Votai a sfavore del nucleare nel 1987, allora non tanto perché non credevo nella capacità della tecnica in sé stessa, quanto per una basilare sfiducia di una gestione così complessa in un paese come il nostro (non credo di dover citare i motivi, sono evidenti, ed oggi siamo peggiorati). Adesso, invece, si scopre che questa tecnologia è "troppo complessa" anche per un popolo come quello giapponese, esempio di efficienza e dove l'amministratore delegato della Tepco va in giro per i campi profughi a scusarsi personalmente per il *casino* che hanno combinato (scusate il termine, ma è davvero appropriato).
Comunque, arrivati a questo punto non credo che ci sia più spazio per una discussione su questo argomento, chi ancora è convinto che si possa fare e gestire la fissione, vive in un passato di illusione ingegneristica sconfessata dai fatti.

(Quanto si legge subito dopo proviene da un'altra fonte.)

//! Course commands (list, show, check) and their text rendering

use std::io::{self, Write};

use anyhow::{Context, Result};

use super::app::Settings;
use super::output::Output;
use crate::domain::{Catalog, Course};

/// Loads the catalog named by the settings
fn load(output: &Output, settings: &Settings) -> Result<Catalog> {
    output.verbose_ctx(
        "load",
        &format!(
            "Loading catalog: {} (duplicates: {})",
            settings.catalog.display(),
            settings.duplicates.as_str()
        ),
    );

    let catalog = settings
        .loader()
        .load(&settings.catalog)
        .with_context(|| format!("Failed to load catalog {}", settings.catalog.display()))?;

    output.verbose_ctx(
        "load",
        &format!(
            "{} courses read, tree height {}",
            catalog.records_read(),
            catalog.courses().height()
        ),
    );
    Ok(catalog)
}

/// Writes every course as `ID: Title`, in course number order
pub fn write_listing<W: Write>(out: &mut W, catalog: &Catalog) -> io::Result<()> {
    writeln!(out, "List of Courses (Alphanumeric Order):")?;
    for course in catalog.courses() {
        writeln!(out, "{}", course)?;
    }
    Ok(())
}

/// Writes one course with its prerequisites resolved through the catalog
pub fn write_course<W: Write>(
    out: &mut W,
    catalog: &Catalog,
    course: Option<&Course>,
) -> io::Result<()> {
    let Some(course) = course else {
        return writeln!(out, "Course not found.");
    };

    writeln!(out, "{}", course)?;
    if !course.has_prerequisites() {
        return writeln!(out, "Prerequisites: None");
    }

    let prerequisites: Vec<String> = catalog
        .prerequisites_of(course)
        .map(|p| match p.title() {
            Some(title) => format!("{} ({})", p.id, title),
            None => format!("{} (Title not found)", p.id),
        })
        .collect();

    writeln!(out, "Prerequisites: {}", prerequisites.join(", "))
}

/// JSON shape for a course, with prerequisite titles resolved
pub fn course_json(catalog: &Catalog, course: &Course) -> serde_json::Value {
    let prerequisites: Vec<_> = catalog
        .prerequisites_of(course)
        .map(|p| {
            serde_json::json!({
                "id": p.id,
                "title": p.title(),
            })
        })
        .collect();

    serde_json::json!({
        "id": course.id,
        "title": course.title,
        "prerequisites": prerequisites,
    })
}

/// List all courses
pub fn list(output: &Output, settings: &Settings) -> Result<()> {
    let catalog = load(output, settings)?;

    if output.is_json() {
        let mut items = Vec::with_capacity(catalog.len());
        catalog
            .courses()
            .in_order(|course| items.push(course_json(&catalog, course)));
        output.data(&items);
    } else {
        let stdout = io::stdout();
        write_listing(&mut stdout.lock(), &catalog)?;
    }

    Ok(())
}

/// Show a single course
pub fn show(output: &Output, settings: &Settings, id: &str) -> Result<()> {
    let catalog = load(output, settings)?;
    output.verbose_ctx("show", &format!("Searching for: {}", id));

    let course = catalog
        .find(id)
        .ok_or_else(|| anyhow::anyhow!("Course not found: {}", id))?;

    if output.is_json() {
        output.data(&course_json(&catalog, course));
    } else {
        let stdout = io::stdout();
        write_course(&mut stdout.lock(), &catalog, Some(course))?;
    }

    Ok(())
}

/// Report dangling prerequisites and repeated course numbers
pub fn check(output: &Output, settings: &Settings) -> Result<()> {
    let catalog = load(output, settings)?;
    catalog
        .courses()
        .check_invariants()
        .context("Catalog tree is inconsistent")?;

    let dangling = catalog.dangling_prerequisites();
    let duplicates = catalog.duplicate_ids();
    output.verbose_ctx(
        "check",
        &format!(
            "{} dangling prerequisites, {} duplicate course numbers",
            dangling.len(),
            duplicates.len()
        ),
    );

    if output.is_json() {
        let dangling: Vec<_> = dangling
            .iter()
            .map(|(course, missing)| {
                serde_json::json!({
                    "course": course.id,
                    "prerequisite": missing,
                })
            })
            .collect();

        output.data(&serde_json::json!({
            "catalog": settings.catalog.display().to_string(),
            "courses": catalog.len(),
            "records_read": catalog.records_read(),
            "height": catalog.courses().height(),
            "duplicates": duplicates,
            "dangling": dangling,
        }));
        return Ok(());
    }

    println!("Catalog: {}", settings.catalog.display());
    println!(
        "Courses: {} ({} records read)",
        catalog.len(),
        catalog.records_read()
    );
    println!("Tree height: {}", catalog.courses().height());
    println!();

    if duplicates.is_empty() {
        println!("Duplicate course numbers: none");
    } else {
        println!("Duplicate course numbers: {}", duplicates.join(", "));
    }

    if dangling.is_empty() {
        println!("Dangling prerequisites: none");
    } else {
        println!("Dangling prerequisites ({}):", dangling.len());
        println!("{:<12} MISSING", "COURSE");
        println!("{}", "-".repeat(30));
        for (course, missing) in &dangling {
            println!("{:<12} {}", course.id, missing);
        }
    }

    if duplicates.is_empty() && dangling.is_empty() {
        println!();
        output.success("Catalog is consistent");
    }

    Ok(())
}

Per noi, antinuclearisti della prima ora, resta solo di avvisare che difenderemo duramente il nostro diritto alla vita. Il vecchio motto del "Nucleare, no grazie" da oggi diventa un esplicito "Nucleare, no e basta!". Pazienza se saremo tacciati di non essere democratici come le nubi radioattive, quando sorvolano il mondo inquinando ricchi e poveri in egual misura.
E non si venga a dire che "tanto le centrali straniere sono a pochi chilometri fuori del confine": chi vuole cambiare il mondo, cominci a cambiare sé stesso.